Since oxygen appeared in the biosphere some 3–5 billion years ago, all organisms have had to deal with the hazards of potentially damaging reactive oxygen species (ROS), such as superoxide, hydrogen peroxide, and hydroxyl radical. Like all organisms, pathogenic microbes produce ROS as byproducts of aerobic metabolism, but the burden of ROS is magnified when these microbes confront the oxidative burst of the host. As part of the innate immune response, macrophages and neutrophils attack invading microbes with toxic superoxide [1]. To counteract this attack, some microbial pathogens express superoxide dismutase enzymes (SOD). SODs are metalloenzymes that use a redox-active metal to disproportionate two molecules of superoxide to oxygen and hydrogen peroxide, the latter of which is removed by catalase and peroxidase enzymes. SODs have evolved on three separate occasions, yielding a family of Mn and Fe SODs (that use either metal as co-factor), a Cu/Zn SOD family that uses Cu for catalysis, and a rare family of Ni SODs [2]. Why so many SODs? This is best answered in terms of metal bioavailability. In a typical gram-negative bacteria, such as Escherichia coli, the cytosol can have ample Mn and/or Fe, but Cu is extruded into the periplasmic/extracellular space [3]. As a result, Mn and Fe SODs are generally intracellular/cytosolic while Cu/Zn SODs are extracellular/periplasmic (Fig 1).

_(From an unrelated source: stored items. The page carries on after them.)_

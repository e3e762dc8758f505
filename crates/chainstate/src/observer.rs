//! Notifications published by [`ChainState`](crate::state::ChainState) after
//! its locks are released.

use lccd_mempool::{MempoolEntry, RemovalReason};
use lccd_primitives::block::Block;

pub trait ValidationObserver: Send + Sync {
    fn transaction_accepted(&self, _entry: &MempoolEntry) {}

    fn transaction_removed(&self, _entry: &MempoolEntry, _reason: RemovalReason) {}

    fn block_connected(&self, _block: &Block, _height: i32) {}
}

Consistent with the endosymbiosis theory of mitochondrial evolution, this partitioning of SOD enzymes has been retained in eukaryotic mitochondria: The mitochondrial matrix (equivalent to bacterial cytosol) harbors a Mn SOD, while Cu/Zn SOD is in the mitochondrial intermembrane space and cytosol (equivalent to bacterial periplasmic/ extracellular) (Fig 1).